By Keith Mascord - posted Friday, 8 June 2012


Those who, like me, grew up in 'Bible-believing' churches are likely to think they have little choice but to accept what the Bible says (or implies) on such contemporary issues as same-sex marriage and the roles and rights of women. They may secretly wish it were otherwise. They might even acknowledge the strength of arguments in favour of honouring and encouraging long-term homosexual unions. They may be embarrassed by the seemly senseless restrictions placed upon women in their churches, when no such restrictions appear warranted in any other area of human endeavour. However, they are also likely to believe they have no room to move on this, no alternative other than the unthinkable option of ditching their Bible-based faith altogether.

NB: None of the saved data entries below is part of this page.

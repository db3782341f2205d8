//! Writers for merged graphs.
//!
//! Two formats are supported:
//! - **Turtle** ([`turtle`]) — the default merge output, grouped by subject
//! - **N-Triples** ([`ntriples`]) — one triple per line, for line-oriented tooling
//!
//! Both writers emit triples in sorted term order, so the same graph always
//! produces the same bytes.

pub mod ntriples;
pub mod turtle;

/// Escapes a lexical form for use inside a double-quoted RDF string.
pub(crate) fn escape_string(s: &str) -> String {
    let mut out = String::with_capacity(s.len());
    for c in s.chars() {
        match c {
            '\\' => out.push_str("\\\\"),
            '"' => out.push_str("\\\""),
            '\n' => out.push_str("\\n"),
            '\r' => out.push_str("\\r"),
            '\t' => out.push_str("\\t"),
            _ => out.push(c),
        }
    }
    out
}

/// Escapes the characters an `IRIREF` may not contain as `\uXXXX`.
pub(crate) fn escape_iri(iri: &str) -> String {
    let mut out = String::with_capacity(iri.len());
    for c in iri.chars() {
        if c <= ' ' || matches!(c, '<' | '>' | '"' | '{' | '}' | '|' | '^' | '`' | '\\') {
            out.push_str(&format!("\\u{:04X}", c as u32));
        } else {
            out.push(c);
        }
    }
    out
}
//! # Shift Reconciliation
//!
//! Opening, summarising and closing a cashier's shift.
//!
//! ## Expected Cash
//! ```text
//! ┌─────────────────────────────────────────────────────────────────────────┐
//! │                                                                         │
//! │  sales in shift      = same outlet ∧ same cashier ∧ date == start day   │
//! │  cashflow in shift   = same outlet ∧ start ≤ dateTime (≤ end if closed) │
//! │                                                                         │
//! │  cash/card/digital   = Σ sales by payment method id                     │
//! │  manual cash in      = Σ Cash In whose source does not start "Sale"     │
//! │  manual cash out     = Σ Cash Out                                       │
//! │                                                                         │
//! │  expected = opening + cash sales + manual in - manual out               │
//! │  variance = counted - expected                                          │
//! │                                                                         │
//! └─────────────────────────────────────────────────────────────────────────┘
//! ```
//!
//! Sale cash-in entries are excluded from manual cash in because the
//! same money is already counted through `cash_sales`.

use chrono::{DateTime, Utc};
use serde::{Deserialize, Serialize};
use ts_rs::TS;
use uuid::Uuid;

use crate::error::{CoreError, CoreResult, ValidationError};
use crate::money::Money;
use crate::types::{
    CashflowTransaction, CashflowType, Outlet, SalesTransaction, Shift, ShiftStatus,
    PAYMENT_CARD, PAYMENT_CASH, PAYMENT_DIGITAL,
};
use crate::validation::validate_cash_count;

/// Source prefix of the automatic cash-in entry a cash sale writes.
pub const SALE_SOURCE_PREFIX: &str = "Sale";

/// Everything the end-of-shift screen shows.
#[derive(Debug, Clone, Default, PartialEq, Serialize, Deserialize, TS)]
#[ts(export)]
#[serde(rename_all = "camelCase")]
pub struct ShiftSummary {
    pub sale_count: usize,
    pub total_sales: Money,
    pub cash_sales: Money,
    pub card_sales: Money,
    pub digital_sales: Money,
    pub manual_cash_in: Money,
    pub manual_cash_out: Money,
    pub opening_balance: Money,
    pub expected_cash: Money,
}

/// Opens a shift for a cashier.
///
/// `outlet_id` falls back to the first configured outlet.
///
/// ## Errors
/// - `NoOutlets` when no outlet is configured
/// - `MustNotBeNegative` for a negative opening balance
/// - `NotFound` for an unknown outlet
/// - `ShiftAlreadyActive` when the cashier has an open shift
pub fn start_shift(
    outlets: &[Outlet],
    shifts: &[Shift],
    cashier_id: &str,
    outlet_id: Option<&str>,
    opening_balance: Money,
    now: DateTime<Utc>,
) -> CoreResult<Shift> {
    let first = outlets.first().ok_or(ValidationError::NoOutlets)?;
    validate_cash_count("opening balance", opening_balance)?;

    let outlet = match outlet_id {
        Some(id) => outlets
            .iter()
            .find(|o| o.id == id)
            .ok_or_else(|| CoreError::not_found("Outlet", id))?,
        None => first,
    };

    if let Some(open) = active_shift_for(shifts, cashier_id) {
        return Err(CoreError::ShiftAlreadyActive {
            cashier_id: cashier_id.to_string(),
            shift_id: open.id.clone(),
        });
    }

    Ok(Shift {
        id: Uuid::new_v4().to_string(),
        cashier_id: cashier_id.to_string(),
        outlet_id: outlet.id.clone(),
        start_time: now,
        opening_balance,
        end_time: None,
        closing_balance: None,
        actual_cash: None,
        variance: None,
        status: ShiftStatus::Active,
    })
}

/// The cashier's open shift, if any.
pub fn active_shift_for<'a>(shifts: &'a [Shift], cashier_id: &str) -> Option<&'a Shift> {
    shifts
        .iter()
        .find(|s| s.status == ShiftStatus::Active && s.cashier_id == cashier_id)
}

/// Sales are matched by day because they carry no time of day.
pub fn sale_in_shift(shift: &Shift, sale: &SalesTransaction) -> bool {
    sale.outlet_id == shift.outlet_id
        && sale.cashier_id == shift.cashier_id
        && sale.date == shift.start_time.date_naive()
}

pub fn cashflow_in_shift(shift: &Shift, entry: &CashflowTransaction) -> bool {
    entry.outlet_id == shift.outlet_id
        && entry.date_time >= shift.start_time
        && shift.end_time.map_or(true, |end| entry.date_time <= end)
}

/// Aggregates the shift's sales and cash movements.
pub fn compute_shift_summary(
    shift: &Shift,
    sales: &[SalesTransaction],
    cashflow: &[CashflowTransaction],
) -> ShiftSummary {
    let mut summary = ShiftSummary {
        opening_balance: shift.opening_balance,
        ..ShiftSummary::default()
    };

    for sale in sales.iter().filter(|s| sale_in_shift(shift, s)) {
        summary.sale_count += 1;
        summary.total_sales += sale.total_amount;
        match sale.payment_method.as_str() {
            PAYMENT_CASH => summary.cash_sales += sale.total_amount,
            PAYMENT_CARD => summary.card_sales += sale.total_amount,
            PAYMENT_DIGITAL => summary.digital_sales += sale.total_amount,
            _ => {}
        }
    }

    for entry in cashflow.iter().filter(|e| cashflow_in_shift(shift, e)) {
        match entry.cashflow_type {
            CashflowType::CashIn if !entry.source.starts_with(SALE_SOURCE_PREFIX) => {
                summary.manual_cash_in += entry.amount;
            }
            CashflowType::CashIn => {}
            CashflowType::CashOut => summary.manual_cash_out += entry.amount,
        }
    }

    summary.expected_cash = summary.opening_balance + summary.cash_sales
        + summary.manual_cash_in
        - summary.manual_cash_out;
    summary
}

/// Closes an Active shift against the counted cash.
///
/// Records `closing_balance = expected`, the count, and
/// `variance = actual - expected`. Returns the variance.
pub fn end_shift(
    shift: &mut Shift,
    summary: &ShiftSummary,
    actual_cash: Money,
    now: DateTime<Utc>,
) -> CoreResult<Money> {
    if shift.status != ShiftStatus::Active {
        return Err(CoreError::invalid_state("Shift", &shift.id, shift.status));
    }
    validate_cash_count("actual cash", actual_cash)?;

    let variance = actual_cash - summary.expected_cash;

    shift.end_time = Some(now);
    shift.closing_balance = Some(summary.expected_cash);
    shift.actual_cash = Some(actual_cash);
    shift.variance = Some(variance);
    shift.status = ShiftStatus::Closed;

    Ok(variance)
}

I once thought that way – until some surprising implications of the story of Noah's Flood began to dawn on me. I discovered that the same principles of interpretation that prevent some Christians from budging on homosexuality and women's roles also lock them into unsustainable views on other Biblical matters, including the historicity of Noah's world-wide flood. Let me explain.

The Noah story

The main details of the Noah story are well enough known, and need only brief rehearsal. At the beginning of Genesis 6, God decides to wipe out every living creature (6:6-8), including the entire human race. Noah and his family alone are spared. They are given instructions to build an ark into which they are to bring seven of every kind of clean animal, two of every unclean animal, and seven of every kind of bird (7:2-3). In Noah's 600th year, the springs of the great deep burst forth, the floodgates of the heavens are opened, and a forty-day and forty-night deluge is unleashed. With no let up, the floodwaters rise and rise until 'all the high mountains under the entire heavens' are covered, covering them to a depth of at least seven metres, (7:12, 20). 'Every living thing on the face of the earth' is thereby wiped out (7:23), except for Noah and those with him on the ark.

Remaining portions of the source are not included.